• Input records:
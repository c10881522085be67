use std::collections::HashMap;

use crate::models::classification::{Classification, FundCategory, Sector};
use crate::models::sector_table::{SECTOR_SYMBOLS, SYMBOL_ALIASES};
use crate::models::settings::Settings;

/// ISIN prefix shared by Indian mutual fund schemes.
const FUND_ISIN_PREFIX: &str = "INF";
const ISIN_LEN: usize = 12;

/// Symbol → sector lookup table with alias resolution.
///
/// Keys are stored uppercased. The built-in table is loaded by `Default`;
/// callers may start from `empty()` or layer overrides on top.
#[derive(Debug, Clone, PartialEq)]
pub struct SectorTable {
    symbols: HashMap<String, Sector>,
    aliases: HashMap<String, String>,
}

impl SectorTable {
    pub fn empty() -> Self {
        Self {
            symbols: HashMap::new(),
            aliases: HashMap::new(),
        }
    }

    /// The built-in NSE table.
    pub fn builtin() -> Self {
        let mut table = Self::empty();
        for (sector, symbols) in SECTOR_SYMBOLS {
            for symbol in *symbols {
                table.insert(symbol, *sector);
            }
        }
        for (alias, key) in SYMBOL_ALIASES {
            table.insert_alias(alias, key);
        }
        table
    }

    pub fn insert(&mut self, symbol: &str, sector: Sector) {
        self.symbols.insert(symbol.trim().to_uppercase(), sector);
    }

    pub fn insert_alias(&mut self, alias: &str, key: &str) {
        self.aliases
            .insert(alias.trim().to_uppercase(), key.trim().to_uppercase());
    }

    /// Apply symbol overrides, replacing any built-in entry.
    pub fn with_overrides(mut self, overrides: &HashMap<String, Sector>) -> Self {
        for (symbol, sector) in overrides {
            self.insert(symbol, *sector);
        }
        self
    }

    /// Exact match first, then through the alias table.
    pub fn lookup(&self, symbol: &str) -> Option<Sector> {
        let key = symbol.trim().to_uppercase();
        if let Some(sector) = self.symbols.get(&key) {
            return Some(*sector);
        }
        self.aliases
            .get(&key)
            .and_then(|alias| self.symbols.get(alias))
            .copied()
    }

    pub fn len(&self) -> usize {
        self.symbols.len()
    }

    pub fn is_empty(&self) -> bool {
        self.symbols.is_empty()
    }
}

impl Default for SectorTable {
    fn default() -> Self {
        Self::builtin()
    }
}

/// One keyword rule of the fund classifier. Matches when the lowercased fund
/// name contains any of the keywords.
#[derive(Debug, Clone, PartialEq)]
pub struct FundRule {
    pub category: FundCategory,
    pub keywords: Vec<String>,
}

impl FundRule {
    pub fn new(category: FundCategory, keywords: &[&str]) -> Self {
        Self {
            category,
            keywords: keywords.iter().map(|k| k.to_lowercase()).collect(),
        }
    }

    pub fn matches(&self, lowercase_name: &str) -> bool {
        self.keywords.iter().any(|k| lowercase_name.contains(k.as_str()))
    }
}

/// Fund keyword rules in precedence order. First match wins.
///
/// Index terms go first because index funds routinely carry cap-size words
/// ("Nifty Smallcap 250 Index"); tax-saver, liquid, debt, hybrid,
/// international and sectoral follow, then the cap-size buckets.
pub fn default_fund_rules() -> Vec<FundRule> {
    vec![
        FundRule::new(
            FundCategory::Index,
            &["index", "nifty 50", "sensex", "nifty next 50", "nifty50", "etf"],
        ),
        FundRule::new(
            FundCategory::Elss,
            &["elss", "tax saver", "tax saving", "taxsaver"],
        ),
        FundRule::new(FundCategory::Liquid, &["liquid", "money market", "overnight"]),
        FundRule::new(
            FundCategory::Debt,
            &[
                "debt",
                "bond",
                "gilt",
                "corporate bond",
                "credit risk",
                "dynamic bond",
                "short term",
                "ultra short",
                "medium term",
                "long term",
                "banking & psu",
                "floating rate",
            ],
        ),
        FundRule::new(
            FundCategory::Hybrid,
            &[
                "hybrid",
                "balanced",
                "equity savings",
                "arbitrage",
                "aggressive hybrid",
                "conservative hybrid",
                "dynamic asset",
                "multi asset",
            ],
        ),
        FundRule::new(
            FundCategory::International,
            &[
                "international",
                "global",
                "us equity",
                "nasdaq",
                "s&p 500",
                "emerging market",
                "feeder",
                "fof",
                "fund of fund",
            ],
        ),
        FundRule::new(
            FundCategory::Sectoral,
            &[
                "sectoral",
                "thematic",
                "banking",
                "pharma",
                "healthcare",
                "technology",
                "infrastructure",
                "consumption",
                "manufacturing",
                "psu equity",
                "dividend yield",
                "value fund",
                "focused",
            ],
        ),
        FundRule::new(FundCategory::SmallCap, &["small cap", "smallcap"]),
        FundRule::new(FundCategory::MidCap, &["mid cap", "midcap"]),
        FundRule::new(
            FundCategory::LargeCap,
            &["large cap", "largecap", "bluechip", "blue chip"],
        ),
        FundRule::new(FundCategory::FlexiCap, &["flexi cap", "flexicap"]),
        FundRule::new(FundCategory::MultiCap, &["multi cap", "multicap"]),
        // "Large & Mid" names without a cap-size word
        FundRule::new(FundCategory::LargeCap, &["large & mid", "large and mid"]),
    ]
}

/// Maps equity symbols to sectors and fund names to categories.
///
/// Total over its inputs: unknown symbols yield [`Sector::Others`], unmatched
/// fund names yield [`FundCategory::OtherMf`].
#[derive(Debug, Clone)]
pub struct Classifier {
    table: SectorTable,
    fund_rules: Vec<FundRule>,
}

impl Classifier {
    pub fn new(table: SectorTable, fund_rules: Vec<FundRule>) -> Self {
        Self { table, fund_rules }
    }

    /// Built-in tables plus the sector overrides from settings.
    pub fn from_settings(settings: &Settings) -> Self {
        Self::new(
            SectorTable::builtin().with_overrides(&settings.sector_overrides),
            default_fund_rules(),
        )
    }

    /// Sector of an equity symbol.
    pub fn classify_equity(&self, symbol: &str) -> Sector {
        self.table.lookup(symbol).unwrap_or(Sector::Others)
    }

    /// Category of a mutual fund from its display name.
    pub fn classify_fund(&self, name: &str) -> FundCategory {
        let lowered = name.to_lowercase();
        self.fund_rules
            .iter()
            .find(|rule| rule.matches(&lowered))
            .map(|rule| rule.category)
            .unwrap_or(FundCategory::OtherMf)
    }

    /// Classification of a symbol arriving on the equity feed. Fund ISINs
    /// occasionally show up there; they are tagged as uncategorized funds.
    pub fn classify_listed(&self, symbol: &str) -> Classification {
        if Self::is_fund_isin(symbol) {
            return Classification::Fund(FundCategory::OtherMf);
        }
        Classification::Sector(self.classify_equity(symbol))
    }

    /// Twelve alphanumerics starting with `INF`. The length check keeps
    /// listed symbols such as `INFY` out.
    pub fn is_fund_isin(symbol: &str) -> bool {
        let symbol = symbol.trim().to_uppercase();
        symbol.len() == ISIN_LEN
            && symbol.starts_with(FUND_ISIN_PREFIX)
            && symbol.chars().all(|c| c.is_ascii_alphanumeric())
    }

    pub fn table(&self) -> &SectorTable {
        &self.table
    }

    pub fn fund_rules(&self) -> &[FundRule] {
        &self.fund_rules
    }
}

impl Default for Classifier {
    fn default() -> Self {
        Self::new(SectorTable::builtin(), default_fund_rules())
    }
}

• Goal of the exercise:
Scan the entries above for the line containing "pub fn empty()", and copy it and all lines after it exactly, down to and including the line containing "let mut table = Self::empty();".

• The answer:
    pub fn empty() -> Self {
        Self {
            symbols: HashMap::new(),
            aliases: HashMap::new(),
        }
    }

    /// The built-in NSE table.
    pub fn builtin() -> Self {
        let mut table = Self::empty();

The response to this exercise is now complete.